D'autres parti, comme le Front national par exemple, profitent-ils de ce vide ?

Yves-Marie Cann : Le Front national tire sa force du fossé et de l'incompréhension qui opposent aujourd'hui la base (les électeurs, les salariés, les petits patrons...) à l'élite du pays (gouvernant, experts, journalistes, grands patrons...). Alors que ces derniers raisonnent souvent "morale", les premiers raisonnent "social". À bien des égards, la fracture à laquelle faisait référence Jacques Chirac en 1994-1995 n'a jamais été autant d'actualité. L'état de faiblesse des syndicats explique pour partie cette situation. Ces derniers ont été incapables de se faire les relais efficaces des craintes et revendications qui émanent du corps social.

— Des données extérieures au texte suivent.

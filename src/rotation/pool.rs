//! Round-robin rotation pool.
//!
//! # Algorithm
//! The member for zero-based week index `i` is `members[i mod len]`.
//! There is no shuffling and no repeat avoidance beyond what the modulo
//! produces; pool length need not divide the number of weeks.

use crate::error::RosterError;
use crate::models::{find_employee, Employee, EmployeeRef, Role};

/// A non-empty, ordered pool of employees for one role.
#[derive(Debug, Clone, PartialEq, Eq)]
pub struct RotationPool {
    role: Role,
    members: Vec<Employee>,
}

impl RotationPool {
    /// Creates a pool.
    ///
    /// Fails with [`RosterError::EmptyPool`] if `members` is empty.
    pub fn new(role: Role, members: Vec<Employee>) -> Result<Self, RosterError> {
        if members.is_empty() {
            return Err(RosterError::EmptyPool { role });
        }
        Ok(Self { role, members })
    }

    /// The role this pool fills.
    pub fn role(&self) -> Role {
        self.role
    }

    /// Number of members (always at least 1).
    pub fn len(&self) -> usize {
        self.members.len()
    }

    /// Whether the pool has no members (never true for a constructed pool).
    pub fn is_empty(&self) -> bool {
        self.members.is_empty()
    }

    /// Members in rotation order.
    pub fn members(&self) -> &[Employee] {
        &self.members
    }

    /// Round-robin pick for a zero-based week index.
    #[inline]
    pub fn pick(&self, index: usize) -> &Employee {
        &self.members[index % self.members.len()]
    }

    /// Round-robin pick for a 1-based week number.
    ///
    /// Week number 0 is treated as week 1.
    #[inline]
    pub fn pick_for_week(&self, week_number: u32) -> &Employee {
        self.pick(week_number.saturating_sub(1) as usize)
    }

    /// First member matching `reference`.
    pub fn find(&self, reference: &EmployeeRef) -> Option<&Employee> {
        find_employee(&self.members, reference)
    }
}
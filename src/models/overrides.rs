//! Manual override rules.
//!
//! Overrides are one-off exceptions applied after the round-robin pick,
//! keyed by week number. Two independent kinds exist:
//!
//! - **Lead replacement**: a week's Lead becomes a named pool member.
//! - **Co-Lead swap**: two weeks exchange the Co-Leads that plain
//!   round-robin would have produced for them.
//!
//! Both tables may be empty.

use serde::{Deserialize, Serialize};

use super::EmployeeRef;

/// Replaces the round-robin Lead of one week.
#[derive(Debug, Clone, PartialEq, Eq, Serialize, Deserialize)]
pub struct LeadOverride {
    /// 1-based week number.
    pub week: u32,
    /// Who takes the slot.
    pub employee: EmployeeRef,
}

/// Exchanges round-robin Co-Leads between two weeks.
#[derive(Debug, Clone, Copy, PartialEq, Eq, Serialize, Deserialize)]
pub struct CoLeadSwap {
    /// The two 1-based week numbers.
    pub weeks: [u32; 2],
}

/// All manual overrides.
#[derive(Debug, Clone, Default, PartialEq, Eq, Serialize, Deserialize)]
pub struct OverrideTable {
    /// Lead replacements.
    #[serde(default)]
    pub lead: Vec<LeadOverride>,
    /// Co-Lead pairwise swaps.
    #[serde(default)]
    pub co_lead_swaps: Vec<CoLeadSwap>,
}

impl LeadOverride {
    /// Creates a lead override.
    pub fn new(week: u32, employee: EmployeeRef) -> Self {
        Self { week, employee }
    }
}

impl CoLeadSwap {
    /// Creates a swap between weeks `a` and `b`.
    pub fn new(a: u32, b: u32) -> Self {
        Self { weeks: [a, b] }
    }

    /// The partner of `week` in this swap, if `week` is part of it.
    pub fn partner_of(&self, week: u32) -> Option<u32> {
        match self.weeks {
            [a, b] if a == week => Some(b),
            [a, b] if b == week => Some(a),
            _ => None,
        }
    }
}

impl OverrideTable {
    /// Creates an empty table.
    pub fn new() -> Self {
        Self::default()
    }

    /// Adds a lead override.
    pub fn with_lead(mut self, week: u32, employee: EmployeeRef) -> Self {
        self.lead.push(LeadOverride::new(week, employee));
        self
    }

    /// Adds a co-lead swap.
    pub fn with_co_lead_swap(mut self, a: u32, b: u32) -> Self {
        self.co_lead_swaps.push(CoLeadSwap::new(a, b));
        self
    }

    /// Whether no overrides are defined.
    pub fn is_empty(&self) -> bool {
        self.lead.is_empty() && self.co_lead_swaps.is_empty()
    }

    /// The lead override for `week` (first match).
    pub fn lead_for(&self, week: u32) -> Option<&EmployeeRef> {
        self.lead
            .iter()
            .find(|o| o.week == week)
            .map(|o| &o.employee)
    }

    /// The week whose round-robin Co-Lead `week` takes (first match).
    pub fn co_lead_partner(&self, week: u32) -> Option<u32> {
        self.co_lead_swaps.iter().find_map(|s| s.partner_of(week))
    }
}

S'il est difficile d'estimer précisément dans quelle mesure le Front national (FN) profite de la faiblesse des syndicats en France, les mécanismes de la dynamique observée en sa faveur dans les enquêtes d'opinion semblent toutefois valider cette hypothèse. Ce n'est d'ailleurs pas un hasard si le FN cherche aujourd'hui à engranger les soutiens dans ce que ses dirigeants nomment "la France des oubliés". Tout se passe en effet comme si le le Front national d'aujourd'hui assurait, au moins pour partie, la fonction tribunitienne autrefois occupée par le Parti communiste, en traduisant le mécontentement des électeurs.

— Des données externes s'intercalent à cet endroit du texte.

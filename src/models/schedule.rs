//! Weekly schedule model.
//!
//! A weekly schedule is one slot of the roster: a Monday-to-Friday span,
//! the Lead and Co-Lead serving that week, and the split of its five
//! weekdays into working days and holidays.

use chrono::NaiveDate;
use serde::{Deserialize, Serialize};

use super::{Employee, Holiday, Role, WeekSpan};

/// One week of the roster.
///
/// # Invariants
/// - `start_date` is a Monday and `end_date == start_date + 4 days`.
/// - `working_days` and the dates of `holidays_in_week` partition the five
///   weekdays of the span.
#[derive(Debug, Clone, PartialEq, Eq, Serialize, Deserialize)]
pub struct WeeklySchedule {
    /// 1-based sequential week number.
    pub week_number: u32,
    /// Monday of the week.
    pub start_date: NaiveDate,
    /// Friday of the week.
    pub end_date: NaiveDate,
    /// Lead for the week.
    pub lead: Employee,
    /// Co-Lead for the week.
    pub co_lead: Employee,
    /// Weekdays that are not holidays, chronological.
    pub working_days: Vec<NaiveDate>,
    /// Holidays inside the span.
    pub holidays_in_week: Vec<Holiday>,
}

impl WeeklySchedule {
    /// The span this week covers.
    #[inline]
    pub fn span(&self) -> WeekSpan {
        WeekSpan {
            start: self.start_date,
            end: self.end_date,
        }
    }

    /// Whether a date falls within [start_date, end_date].
    #[inline]
    pub fn contains(&self, date: NaiveDate) -> bool {
        self.span().contains(date)
    }

    /// The employee serving `role` this week.
    pub fn assignee(&self, role: Role) -> &Employee {
        match role {
            Role::Lead => &self.lead,
            Role::CoLead => &self.co_lead,
        }
    }

    /// Whether the employee serves in either role this week.
    pub fn involves(&self, employee_id: &str) -> bool {
        self.lead.id == employee_id || self.co_lead.id == employee_id
    }

    /// Whether any holiday falls inside the week.
    pub fn has_holidays(&self) -> bool {
        !self.holidays_in_week.is_empty()
    }

    /// Holiday names joined with `"; "`.
    pub fn holiday_names(&self) -> String {
        self.holidays_in_week
            .iter()
            .map(|h| h.name.as_str())
            .collect::<Vec<_>>()
            .join("; ")
    }
}

#[cfg(test)]
mod tests {
    use super::*;

    fn date(y: i32, m: u32, d: u32) -> NaiveDate {
        NaiveDate::from_ymd_opt(y, m, d).unwrap()
    }

    fn sample_week() -> WeeklySchedule {
        WeeklySchedule {
            week_number: 11,
            start_date: date(2026, 4, 13),
            end_date: date(2026, 4, 17),
            lead: Employee::new("GM11").with_name("Lead Person"),
            co_lead: Employee::new("PH11").with_name("Co Person"),
            working_days: vec![date(2026, 4, 16), date(2026, 4, 17)],
            holidays_in_week: vec![
                Holiday::new(date(2026, 4, 13), "Songkran Festival"),
                Holiday::new(date(2026, 4, 14), "Songkran Festival"),
                Holiday::new(date(2026, 4, 15), "Songkran Festival"),
            ],
        }
    }

    #[test]
    fn test_assignee_and_involves() {
        let w = sample_week();
        assert_eq!(w.assignee(Role::Lead).id, "GM11");
        assert_eq!(w.assignee(Role::CoLead).id, "PH11");
        assert!(w.involves("PH11"));
        assert!(!w.involves("GM01"));
    }

    #[test]
    fn test_contains() {
        let w = sample_week();
        assert!(w.contains(date(2026, 4, 13)));
        assert!(w.contains(date(2026, 4, 17)));
        assert!(!w.contains(date(2026, 4, 12)));
        assert!(!w.contains(date(2026, 4, 18)));
    }

    #[test]
    fn test_holiday_names() {
        let w = sample_week();
        assert!(w.has_holidays());
        assert_eq!(
            w.holiday_names(),
            "Songkran Festival; Songkran Festival; Songkran Festival"
        );
    }

    #[test]
    fn test_serde_field_dates() {
        let w = sample_week();
        let json = serde_json::to_value(&w).unwrap();
        assert_eq!(json["start_date"], "2026-04-13");
        assert_eq!(json["working_days"][0], "2026-04-16");
        let back: WeeklySchedule = serde_json::from_value(json).unwrap();
        assert_eq!(back, w);
    }
}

Le gouvernement profite-t-il lui aussi de cette faiblesse ?

Yves-Marie Cann : En apparence, peut être : certains pourraient en effet être tentés de se dire que la faiblesse des syndicats permet aux gouvernements, qu'ils soient de gauche ou de droite, d'avancer sans entraves. Mais pour aller au fond, je pense qu'ils en pâtissent. La faiblesse des syndicats et leur incapacité à représenter l'ensemble des composantes sociales nuit à la qualité du dialogue social en France, et donc à la qualité du dialogue entre syndicats et gouvernants. L'étroitesse de leur base d'adhérents y est pour beaucoup. C'est un phénomène bien connu au sein des organisations sociales et politiques : plus cette base se rétrécit et plus les éléments radicaux y ont du poids, rendant difficile la construction d'accords sur la base du consensus.

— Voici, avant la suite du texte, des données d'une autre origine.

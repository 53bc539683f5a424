//! Date formatting for display.
//!
//! Renders ISO dates as long dates and month labels in one of two
//! locales. Thai output uses Thai month names and the Buddhist-era year
//! (Gregorian + 543).
//!
//! Grouping never depends on these strings; see [`crate::view::MonthKey`].

use chrono::{Datelike, NaiveDate};
use serde::{Deserialize, Serialize};
use std::fmt;
use std::str::FromStr;

/// Offset between the Buddhist era and the Gregorian calendar.
const BUDDHIST_ERA_OFFSET: i32 = 543;

const THAI_MONTHS: [&str; 12] = [
    "มกราคม",
    "กุมภาพันธ์",
    "มีนาคม",
    "เมษายน",
    "พฤษภาคม",
    "มิถุนายน",
    "กรกฎาคม",
    "สิงหาคม",
    "กันยายน",
    "ตุลาคม",
    "พฤศจิกายน",
    "ธันวาคม",
];

const ENGLISH_MONTHS: [&str; 12] = [
    "January",
    "February",
    "March",
    "April",
    "May",
    "June",
    "July",
    "August",
    "September",
    "October",
    "November",
    "December",
];

/// Display locale.
#[derive(Debug, Clone, Copy, Default, PartialEq, Eq, Serialize, Deserialize)]
pub enum Locale {
    /// Thai months, Buddhist-era years.
    #[default]
    #[serde(rename = "th")]
    Thai,
    /// English months, Gregorian years.
    #[serde(rename = "en")]
    English,
}

impl Locale {
    /// Full month name (`month` is 1-based).
    pub fn month_name(self, month: u32) -> &'static str {
        let names = match self {
            Locale::Thai => &THAI_MONTHS,
            Locale::English => &ENGLISH_MONTHS,
        };
        names[(month.clamp(1, 12) - 1) as usize]
    }

    /// Year as displayed in this locale.
    pub fn display_year(self, year: i32) -> i32 {
        match self {
            Locale::Thai => year + BUDDHIST_ERA_OFFSET,
            Locale::English => year,
        }
    }

    /// Long date: day, full month name, year (e.g. `2 กุมภาพันธ์ 2569`).
    pub fn long_date(self, date: NaiveDate) -> String {
        format!(
            "{} {} {}",
            date.day(),
            self.month_name(date.month()),
            self.display_year(date.year())
        )
    }

    /// Day and month without year (e.g. `2 February`).
    pub fn day_month(self, date: NaiveDate) -> String {
        format!("{} {}", date.day(), self.month_name(date.month()))
    }

    /// Month label (e.g. `กุมภาพันธ์ 2569`).
    pub fn month_label(self, year: i32, month: u32) -> String {
        format!("{} {}", self.month_name(month), self.display_year(year))
    }

    /// Week range label: `2 - 6 February` style, naming the month of the end date.
    pub fn week_range(self, start: NaiveDate, end: NaiveDate) -> String {
        format!("{} - {}", start.day(), self.day_month(end))
    }
}

impl fmt::Display for Locale {
    fn fmt(&self, f: &mut fmt::Formatter<'_>) -> fmt::Result {
        match self {
            Locale::Thai => f.write_str("th"),
            Locale::English => f.write_str("en"),
        }
    }
}

impl FromStr for Locale {
    type Err = String;

    fn from_str(s: &str) -> Result<Self, Self::Err> {
        match s.to_ascii_lowercase().as_str() {
            "th" | "th-th" | "thai" => Ok(Locale::Thai),
            "en" | "en-us" | "en-gb" | "english" => Ok(Locale::English),
            other => Err(format!("unknown locale '{other}' (expected 'th' or 'en')")),
        }
    }
}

Est-ce que les employeurs profitent eux-aussi de la faiblesse des syndicats, au détriment des salariés ?

Hubert Landier : Non, je ne le pense pas. Le patronat est aussi déconcerté que les syndicats par ces nouvelles formes d’expression. Nous ne sommes pas dans le registre des rapports de travail mais sur celui de la méfiance croissante de toutes les catégories de la population vis-à-vis du gouvernement.

Yves-Marie Cann : Ici encore, les apparences peuvent être trompeuses. Les employeurs ont peu à gagner de la faiblesse du syndicalisme en France. À leur échelle, les chefs d'entreprise peuvent se retrouver dans une situation aussi délicate que le gouvernement face à des syndicats affaiblis du fait de leur manque de représentativité. Or les employeurs ont besoin d'avoir face à eux des organisations en capacité de canaliser et de relayer les attentes des salariés.